Paris — French investigators on Monday searched the headquarters of the National Front (FN) as part of a probe into whether far-right party leader Marine Le Pen used European Parliament money to pay for jobs related to domestic politics.

In a statement, the party characterised the search as "a media operation whose only goal is to disrupt the smooth operation of" Le Pen’s presidential campaign "at a moment when she’s made major advances in the polls".

The European Parliament has ordered Le Pen to repay the amount, estimating the improper payments at €336,146. She has refused to give the money back, saying the jobs were not fictitious, and has appealed against the decision. French prosecutors who got a report from the EU’s anti-fraud office, Olaf, have opened a legal probe of their own.

A year ago, the FN’s offices in Nanterre, a few kilometres west of Paris, were raided as part of the same probe opened by Paris prosecutors in March 2015.

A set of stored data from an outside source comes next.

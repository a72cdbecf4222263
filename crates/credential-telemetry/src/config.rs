//! Telemetry configuration from environment variables.

use std::env;

/// Configuration for logs, traces and metrics.
#[derive(Debug, Clone)]
pub struct TelemetryConfig {
    /// Service name for traces and logs
    pub service_name: String,

    /// OpenTelemetry OTLP endpoint
    pub otlp_endpoint: String,

    /// Whether spans are exported over OTLP
    pub otlp_enabled: bool,

    /// Log level filter (trace, debug, info, warn, error)
    pub log_level: String,

    /// Whether to enable console output (for development)
    pub console_output: bool,

    /// Whether to enable JSON formatted logs
    pub json_logs: bool,

    /// Prometheus metrics port
    pub metrics_port: u16,

    /// Deployment environment (development, staging, production)
    pub environment: String,
}

impl Default for TelemetryConfig {
    fn default() -> Self {
        Self {
            service_name: "credential-handler".to_string(),
            otlp_endpoint: "http://localhost:4317".to_string(),
            otlp_enabled: false,
            log_level: "info".to_string(),
            console_output: true,
            json_logs: false,
            metrics_port: 9100,
            environment: "development".to_string(),
        }
    }
}

impl TelemetryConfig {
    /// Create configuration from environment variables.
    ///
    /// # Environment Variables
    ///
    /// - `OTEL_SERVICE_NAME`: Service name (default: credential-handler)
    /// - `OTEL_EXPORTER_OTLP_ENDPOINT`: OTLP endpoint (default: http://localhost:4317)
    /// - `CH_OTLP_ENABLED`: Export spans over OTLP (default: false)
    /// - `CH_LOG_LEVEL` or `RUST_LOG`: Log level (default: info)
    /// - `CH_CONSOLE_OUTPUT`: Enable console output (default: true)
    /// - `CH_JSON_LOGS`: Enable JSON logs (default: false in dev, true in containers)
    /// - `CH_METRICS_PORT`: Prometheus metrics port (default: 9100)
    /// - `CH_ENVIRONMENT`: Deployment environment (default: development)
    pub fn from_env() -> Self {
        let is_container =
            env::var("KUBERNETES_SERVICE_HOST").is_ok() || env::var("DOCKER_CONTAINER").is_ok();

        Self {
            service_name: env::var("OTEL_SERVICE_NAME")
                .unwrap_or_else(|_| "credential-handler".to_string()),

            otlp_endpoint: env::var("OTEL_EXPORTER_OTLP_ENDPOINT")
                .unwrap_or_else(|_| "http://localhost:4317".to_string()),

            otlp_enabled: env::var("CH_OTLP_ENABLED")
                .map(|v| parse_flag(&v))
                .unwrap_or(false),

            log_level: env::var("CH_LOG_LEVEL")
                .or_else(|_| env::var("RUST_LOG"))
                .unwrap_or_else(|_| "info".to_string()),

            console_output: env::var("CH_CONSOLE_OUTPUT")
                .map(|v| v.to_lowercase() != "false" && v != "0")
                .unwrap_or(true),

            json_logs: env::var("CH_JSON_LOGS")
                .map(|v| parse_flag(&v))
                .unwrap_or(is_container),

            metrics_port: env::var("CH_METRICS_PORT")
                .ok()
                .and_then(|v| v.parse().ok())
                .unwrap_or(9100),

            environment: env::var("CH_ENVIRONMENT").unwrap_or_else(|_| "development".to_string()),
        }
    }

    /// Configuration for a named component, e.g. `runtime` or `wallet-window`.
    pub fn for_component(component: &str) -> Self {
        let mut config = Self::from_env();
        config.service_name = format!("{}-{}", config.service_name, component);
        config
    }
}

fn parse_flag(value: &str) -> bool {
    value.eq_ignore_ascii_case("true") || value == "1"
}
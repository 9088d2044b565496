pub mod aqi;
pub mod display;
pub mod error;
pub mod input;
pub mod model;

pub use aqi::Category;
pub use display::{run_prediction, PredictionReport};
pub use error::ModelLoadError;
pub use input::{FeatureVector, Pollutant, Readings};
pub use model::{load_model, save_model, RegressionNetwork, TrainedModel};
use ndarray::Array1;
use serde::{Deserialize, Serialize};

/// Per-feature normalization parameters captured when the model was trained.
/// Applied as `(x - mean) / std` before every forward pass.
#[derive(Debug, Serialize, Deserialize)]
pub struct FeatureStats {
    pub mean: Array1<f64>,
    pub std: Array1<f64>,
}
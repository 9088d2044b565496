use log::info;

use crate::aqi::{self, Category};
use crate::input::Readings;
use crate::model::TrainedModel;

/// One finished pipeline run: the raw score plus everything derived from it.
#[derive(Debug)]
pub struct PredictionReport {
    pub score: f64,
    pub category: Category,
    pub progress: i64,
}

/// Runs the full pipeline for one user action: project the readings into the
/// canonical feature vector, predict, classify.
pub fn run_prediction(model: &TrainedModel, readings: &Readings) -> PredictionReport {
    let features = readings.feature_vector();
    let score = model.predict(&features);
    let category = Category::classify(score);
    info!("predicted AQI {:.2} -> {}", score, category);

    PredictionReport {
        score,
        category,
        progress: aqi::progress(score),
    }
}

impl PredictionReport {
    pub fn display(&self) {
        println!();
        println!("{} Predicted AQI: {:.2}", self.category.face(), self.score);
        println!(
            "{} Air quality category: {}",
            self.category.badge(),
            self.category.name()
        );
        println!("   {}", progress_bar(self.progress));
    }
}

const BAR_WIDTH: i64 = 25;

/// Renders the saturating progress value as a fixed-width text bar. The bar
/// itself never underflows, but a negative progress value is printed as-is.
fn progress_bar(progress: i64) -> String {
    let filled = (progress.clamp(0, 100) * BAR_WIDTH / 100) as usize;
    format!(
        "[{}{}] {}",
        "#".repeat(filled),
        "-".repeat(BAR_WIDTH as usize - filled),
        progress
    )
}

pub fn print_reference_table() {
    println!("\nAQI reference:");
    println!("  {:<10} {:<11} Color", "Range", "Category");
    for category in Category::ALL {
        println!(
            "  {:<10} {:<11} {} {}",
            category.range_label(),
            category.name(),
            category.badge(),
            category.color()
        );
    }
}
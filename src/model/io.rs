use std::path::Path;

use log::info;

use crate::error::ModelLoadError;
use crate::model::network::TrainedModel;

/// Reads the bincode model artifact from `path`.
///
/// Fails with [`ModelLoadError`] when the file is absent, unreadable, or does
/// not deserialize; the caller must halt further processing. No retry, no
/// fallback model.
pub fn load_model<P: AsRef<Path>>(path: P) -> Result<TrainedModel, ModelLoadError> {
    let path = path.as_ref();
    if !path.exists() {
        return Err(ModelLoadError::NotFound {
            path: path.to_path_buf(),
        });
    }

    let model_data = std::fs::read(path)?;
    let model = bincode::deserialize(&model_data)?;
    info!("loaded model artifact from {}", path.display());
    Ok(model)
}

/// Writes a model artifact. The training process producing these lives
/// out-of-band; this writer exists for that tooling and for tests.
pub fn save_model<P: AsRef<Path>>(path: P, model: &TrainedModel) -> Result<(), ModelLoadError> {
    let model_data = bincode::serialize(model)?;
    std::fs::write(path, model_data)?;
    Ok(())
}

Meanwhile, Monday’s daily OpinionWay poll showed that first-round support the for anti-euro, anti-immigration Le Pen rose 1 percentage point to 27%, with independent Emmanuel Macron and Republican Francois Fillon unchanged at 20% each.

The premium investors demand to hold French bonds instead of German debt rose to its highest since late 2012 after a poll showed Le Pen’s gains.

Renewed selling in French bonds rippled through euro zone bond markets, helping to push yields on short-dated, safe-haven German bonds to a record low, although the impact faded as the day wore on, reports said.

While no survey so far has shown Le Pen even close to a victory in the run-off, she has quickly narrowing the gap to her rivals. OpinionWay showed Macron would defeat Le Pen by 58% to 42% in the May 7 second round. His advantage has halved in less than two weeks.

Le Pen is not the only candidate with legal issues. Fillon is being probed over whether his wife actually worked while she was on the French parliament’s payroll.